--- START ---

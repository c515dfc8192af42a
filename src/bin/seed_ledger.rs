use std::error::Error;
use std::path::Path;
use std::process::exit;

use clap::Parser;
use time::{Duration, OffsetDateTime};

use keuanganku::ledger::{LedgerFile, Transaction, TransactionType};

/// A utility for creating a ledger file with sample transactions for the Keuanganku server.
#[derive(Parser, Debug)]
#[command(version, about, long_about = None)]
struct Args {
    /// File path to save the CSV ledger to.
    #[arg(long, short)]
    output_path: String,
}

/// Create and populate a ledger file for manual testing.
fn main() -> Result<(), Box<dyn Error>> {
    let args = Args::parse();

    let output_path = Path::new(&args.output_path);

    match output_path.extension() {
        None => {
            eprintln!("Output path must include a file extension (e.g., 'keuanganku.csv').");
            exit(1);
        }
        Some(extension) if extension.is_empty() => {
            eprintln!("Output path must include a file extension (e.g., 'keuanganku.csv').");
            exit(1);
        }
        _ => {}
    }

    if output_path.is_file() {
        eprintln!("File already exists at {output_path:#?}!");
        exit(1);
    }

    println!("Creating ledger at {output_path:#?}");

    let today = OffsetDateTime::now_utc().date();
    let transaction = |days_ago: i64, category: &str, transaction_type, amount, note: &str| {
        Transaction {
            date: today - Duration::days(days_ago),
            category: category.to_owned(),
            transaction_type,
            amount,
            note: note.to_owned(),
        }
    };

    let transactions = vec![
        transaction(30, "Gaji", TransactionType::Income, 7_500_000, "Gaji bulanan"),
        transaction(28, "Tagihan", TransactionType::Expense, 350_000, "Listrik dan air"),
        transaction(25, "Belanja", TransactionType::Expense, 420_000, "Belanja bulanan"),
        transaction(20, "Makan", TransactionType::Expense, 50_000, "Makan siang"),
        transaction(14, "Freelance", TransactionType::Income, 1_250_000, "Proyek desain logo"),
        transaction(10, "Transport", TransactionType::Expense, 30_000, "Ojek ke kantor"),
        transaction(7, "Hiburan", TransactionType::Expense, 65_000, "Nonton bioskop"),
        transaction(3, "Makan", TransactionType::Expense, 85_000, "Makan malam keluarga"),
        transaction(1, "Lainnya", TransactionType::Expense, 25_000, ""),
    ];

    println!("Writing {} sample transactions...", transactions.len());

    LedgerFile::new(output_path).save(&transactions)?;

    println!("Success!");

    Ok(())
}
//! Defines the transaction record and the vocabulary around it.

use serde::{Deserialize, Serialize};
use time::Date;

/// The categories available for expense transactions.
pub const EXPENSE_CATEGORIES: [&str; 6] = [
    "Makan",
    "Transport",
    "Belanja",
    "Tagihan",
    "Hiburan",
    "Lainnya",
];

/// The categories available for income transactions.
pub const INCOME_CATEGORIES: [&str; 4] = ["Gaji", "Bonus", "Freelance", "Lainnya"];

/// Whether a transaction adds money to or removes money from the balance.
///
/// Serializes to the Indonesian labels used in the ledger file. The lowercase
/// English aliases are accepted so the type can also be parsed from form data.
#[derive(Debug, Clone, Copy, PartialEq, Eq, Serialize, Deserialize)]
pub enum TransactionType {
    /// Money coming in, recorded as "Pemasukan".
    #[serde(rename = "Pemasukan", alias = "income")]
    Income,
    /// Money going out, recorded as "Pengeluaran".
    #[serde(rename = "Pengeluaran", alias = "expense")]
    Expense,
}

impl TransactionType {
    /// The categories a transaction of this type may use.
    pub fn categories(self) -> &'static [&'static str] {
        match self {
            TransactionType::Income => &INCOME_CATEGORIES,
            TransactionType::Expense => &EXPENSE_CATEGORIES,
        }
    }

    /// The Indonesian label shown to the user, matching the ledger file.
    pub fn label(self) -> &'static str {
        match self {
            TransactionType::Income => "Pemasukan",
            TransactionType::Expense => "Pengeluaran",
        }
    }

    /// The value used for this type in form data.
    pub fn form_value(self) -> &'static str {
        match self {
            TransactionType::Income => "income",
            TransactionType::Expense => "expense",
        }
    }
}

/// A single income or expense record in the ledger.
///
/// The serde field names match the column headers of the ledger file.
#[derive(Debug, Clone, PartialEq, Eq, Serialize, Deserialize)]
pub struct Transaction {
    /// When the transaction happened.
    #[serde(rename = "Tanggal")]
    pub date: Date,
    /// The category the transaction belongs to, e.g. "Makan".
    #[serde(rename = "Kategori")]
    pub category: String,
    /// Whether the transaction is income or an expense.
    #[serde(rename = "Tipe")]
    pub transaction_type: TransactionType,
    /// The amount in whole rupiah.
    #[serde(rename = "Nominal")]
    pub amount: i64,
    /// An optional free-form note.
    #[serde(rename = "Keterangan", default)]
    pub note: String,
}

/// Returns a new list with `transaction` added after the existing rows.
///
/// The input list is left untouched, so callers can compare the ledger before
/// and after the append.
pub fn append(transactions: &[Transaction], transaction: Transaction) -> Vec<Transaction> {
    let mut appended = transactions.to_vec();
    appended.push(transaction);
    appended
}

--- END ---

* **What to produce**
Your answer should reproduce each line of the listing that holds the word "appended".

* **Task response**
    let mut appended = transactions.to_vec();
    appended.push(transaction);
    appended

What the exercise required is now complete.